# *Dupe* for contour shade from *Accentuate/Sculpt* from *Sculpt&Shape*



## josie (Jun 15, 2008)

I want to find a _permanent shade_ from MAC that's close to the contour color from the _Accentuate/Sculpt _shade from the _Sculpt&Shape_ collection. I know that they still have leftovers on the website, but I still want to figure out a dupe.

Thanks!


----------



## Mizz.Yasmine (Jun 15, 2008)

Soft Brown eyeshadow(matte) would dupe that shade!


----------



## anshu7 (Jun 15, 2008)

sculpt it permanent in the pro line.so if u hav access to pro store u can stick wid sculpt.
hth


----------



## josie (Jun 15, 2008)

Aw, yeah -- I wish I had pro-access. If only. lol Anyone who does wanna hook me up!?!? I'm just kidding.

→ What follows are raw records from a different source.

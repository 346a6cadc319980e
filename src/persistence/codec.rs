//! Encode/decode pair for persisted entity lists.

use crate::error::{Result, StoreError};
use serde::de::DeserializeOwned;
use serde::Serialize;

/// Serialization format used when writing to a key-value store.
#[derive(Clone, Copy, Debug, Default, PartialEq, Eq)]
pub enum Codec {
    /// Textual JSON.
    #[default]
    Json,
    MessagePack,
}

impl Codec {
    pub fn encode<V: Serialize>(&self, value: &V) -> Result<Vec<u8>> {
        match self {
            Codec::Json => Ok(serde_json::to_vec(value)?),
            Codec::MessagePack => Ok(rmp_serde::to_vec_named(value)?),
        }
    }

    pub fn decode<V: DeserializeOwned>(&self, bytes: &[u8]) -> Result<V> {
        match self {
            Codec::Json => {
                serde_json::from_slice(bytes).map_err(|e| StoreError::Deserialization(e.to_string()))
            }
            Codec::MessagePack => Ok(rmp_serde::from_slice(bytes)?),
        }
    }
}

#[cfg(test)]
mod tests {
    use super::*;
    use serde_json::{json, Value};

    #[test]
    fn test_json_is_textual() {
        let bytes = Codec::Json.encode(&vec![json!({"id": "1"})]).unwrap();
        assert_eq!(std::str::from_utf8(&bytes).unwrap(), r#"[{"id":"1"}]"#);
    }

    #[test]
    fn test_messagepack_keeps_field_names() {
        let items = vec![json!({"id": "1", "score": 10})];
        let bytes = Codec::MessagePack.encode(&items).unwrap();
        let decoded: Vec<Value> = Codec::MessagePack.decode(&bytes).unwrap();
        assert_eq!(decoded, items);
    }

    #[test]
    fn test_decode_garbage_fails() {
        let result: Result<Vec<Value>> = Codec::Json.decode(b"not json");
        assert!(matches!(result, Err(StoreError::Deserialization(_))));
    }
}
//! Error types for the entity store.
//!
//! Two layers live here. [`StoreError`] is the internal error used by the
//! table, pipeline and persistence code. [`OperationError`] is the tagged
//! `{ code, message, timestamp }` record the mutation API hands back to
//! callers and keeps as the store's last error.

use crate::types::Timestamp;
use serde::{Serialize, Serializer};
use std::fmt;
use thiserror::Error;

/// Main error type for store internals.
#[derive(Debug, Error)]
pub enum StoreError {
    #[error("IO error: {0}")]
    Io(#[from] std::io::Error),

    #[error("Item with id {0} not found")]
    NotFound(String),

    #[error("Entity does not serialize to an object: {0}")]
    NotAnObject(String),

    #[error("Serialization error: {0}")]
    Serialization(String),

    #[error("Deserialization error: {0}")]
    Deserialization(String),

    #[error("{}", .0.message)]
    Validation(ValidationError),

    #[error("Version conflict for {id}: expected {expected}, found {actual}")]
    VersionConflict {
        id: String,
        expected: u64,
        actual: u64,
    },

    #[error("Cannot change identity of {id} to {to}")]
    IdentityChange { id: String, to: String },

    #[error("Hook panicked: {0}")]
    HookPanicked(String),

    #[error("Data source error: {0}")]
    DataSource(String),

    #[error("Key-value store is locked by another process")]
    Locked,

    #[error("Corruption detected: {0}")]
    Corruption(String),

    #[error("Checksum mismatch: expected {expected}, got {got}")]
    ChecksumMismatch { expected: u32, got: u32 },

    #[error("Invalid format: {0}")]
    InvalidFormat(String),
}

impl From<serde_json::Error> for StoreError {
    fn from(e: serde_json::Error) -> Self {
        StoreError::Serialization(e.to_string())
    }
}

impl From<rmp_serde::encode::Error> for StoreError {
    fn from(e: rmp_serde::encode::Error) -> Self {
        StoreError::Serialization(e.to_string())
    }
}

impl From<rmp_serde::decode::Error> for StoreError {
    fn from(e: rmp_serde::decode::Error) -> Self {
        StoreError::Deserialization(e.to_string())
    }
}

impl From<ValidationError> for StoreError {
    fn from(e: ValidationError) -> Self {
        StoreError::Validation(e)
    }
}

/// Result type for store internals.
pub type Result<T> = std::result::Result<T, StoreError>;

/// Failure reported by a validation hook.
#[derive(Clone, Debug, PartialEq, Eq, Serialize)]
pub struct ValidationError {
    pub code: String,
    pub message: String,
}

impl ValidationError {
    pub const DEFAULT_CODE: &'static str = "VALIDATION_ERROR";

    /// Validation failure with the default code.
    pub fn new(message: impl Into<String>) -> Self {
        Self {
            code: Self::DEFAULT_CODE.to_string(),
            message: message.into(),
        }
    }

    /// Validation failure with an application-specific code.
    pub fn with_code(code: impl Into<String>, message: impl Into<String>) -> Self {
        Self {
            code: code.into(),
            message: message.into(),
        }
    }
}

impl fmt::Display for ValidationError {
    fn fmt(&self, f: &mut fmt::Formatter<'_>) -> fmt::Result {
        write!(f, "{}: {}", self.code, self.message)
    }
}

/// Error code carried by an [`OperationError`].
#[derive(Clone, Debug, PartialEq, Eq, Hash)]
pub enum ErrorCode {
    CreateError,
    ReadError,
    UpdateError,
    DeleteError,
    /// The in-memory change stands but could not be written through.
    PersistError,
    /// Code chosen by the validation hook, passed through untouched.
    Validation(String),
}

impl ErrorCode {
    pub fn as_str(&self) -> &str {
        match self {
            ErrorCode::CreateError => "CREATE_ERROR",
            ErrorCode::ReadError => "READ_ERROR",
            ErrorCode::UpdateError => "UPDATE_ERROR",
            ErrorCode::DeleteError => "DELETE_ERROR",
            ErrorCode::PersistError => "PERSIST_ERROR",
            ErrorCode::Validation(code) => code,
        }
    }
}

impl fmt::Display for ErrorCode {
    fn fmt(&self, f: &mut fmt::Formatter<'_>) -> fmt::Result {
        f.write_str(self.as_str())
    }
}

impl Serialize for ErrorCode {
    fn serialize<S: Serializer>(&self, serializer: S) -> std::result::Result<S::Ok, S::Error> {
        serializer.serialize_str(self.as_str())
    }
}

/// Error record surfaced by the mutation API.
#[derive(Clone, Debug, PartialEq, Eq, Serialize)]
pub struct OperationError {
    pub code: ErrorCode,
    pub message: String,
    pub timestamp: Timestamp,
}

impl OperationError {
    pub fn new(code: ErrorCode, message: impl Into<String>) -> Self {
        Self {
            code,
            message: message.into(),
            timestamp: Timestamp::now(),
        }
    }

    /// Normalize an internal error into the operation's code.
    ///
    /// Validation failures keep the hook's own code and message.
    pub fn from_store_error(code: ErrorCode, error: StoreError) -> Self {
        match error {
            StoreError::Validation(v) => Self::new(ErrorCode::Validation(v.code), v.message),
            other => Self::new(code, other.to_string()),
        }
    }

    pub fn is_validation(&self) -> bool {
        matches!(self.code, ErrorCode::Validation(_))
    }
}

impl fmt::Display for OperationError {
    fn fmt(&self, f: &mut fmt::Formatter<'_>) -> fmt::Result {
        write!(f, "{}: {}", self.code, self.message)
    }
}

impl std::error::Error for OperationError {}

/// Result shape of every single-item mutation.
pub type CrudResult<T> = std::result::Result<T, OperationError>;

But um, I was thinking maaaaybe Harmony? That appears to be the closest shade (I haven't seen swatch-wise), and I also saw a thread on here that said it was the closest to Shade. What do y'all think?


----------



## SoSoAmazin (Jun 15, 2008)

Yeah, Harmony is the closest shade from the perm. line, it's just a bit lighter. HTH


----------



## Winthrop44 (Jun 15, 2008)

Quote:

   Originally Posted by *josie* 

 
_Aw, yeah -- I wish I had pro-access. If only. lol Anyone who does wanna hook me up!?!? I'm just kidding._

 
Everyone has pro access. Just call the 800# here:

http://specktra.net/f165/mac-contact...r-lines-83647/

or any pro store and they will ship to you. HTH!


----------



## josie (Jun 16, 2008)

Danke for the information, y'all. And thanks so much, Winthrop!! I wouldn't have known at all. Ha, oh man, I'm gonna have a field day with that phone number. :X


----------



## anshu7 (Jun 16, 2008)

Quote:

   Originally Posted by *josie* 

 
_Aw, yeah -- I wish I had pro-access. If only. lol Anyone who does wanna hook me up!?!? I'm just kidding.

But um, I was thinking maaaaybe Harmony? That appears to be the closest shade (I haven't seen swatch-wise), and I also saw a thread on here that said it was the closest to Shade. What do y'all think?_

 
no need to be rude i was only trying to help


----------



## chickenkebob (Jun 16, 2008)

I know that emote blush can act as a dupe for sculpt. If you can't find it on the mac website or store; i remember some one here was selling it =)


----------



## josie (Jun 16, 2008)

Quote:

   Originally Posted by *anshu7* 

 
_no need to be rude i was only trying to help_

 





 I don't see how my message was rude. I'm sorry if my message was misconstrued though.


----------



## anshu7 (Jun 18, 2008)

Quote:

   Originally Posted by *josie* 

 
_





 I don't see how my message was rude. I'm sorry if my message was misconstrued though._

 
 hey i am sorry too was having a very bad daytht day i just over reacted. hav u found the ans to ur query yet?
u could try emote blush


----------



## stacylynne (Jun 18, 2008)

Harmony blush is a perm. item & can be used as a contour


----------



## KellyBean (Jun 18, 2008)

Yeah, call the 800 number. I hope it works out for you! I've never tried, but I will soon


----------



## Kiseki (Jun 19, 2008)

Make Up For Ever also makes a Modeler Compact for sculpting and Kevyn Aucoin also has a dark shade to contour.


----------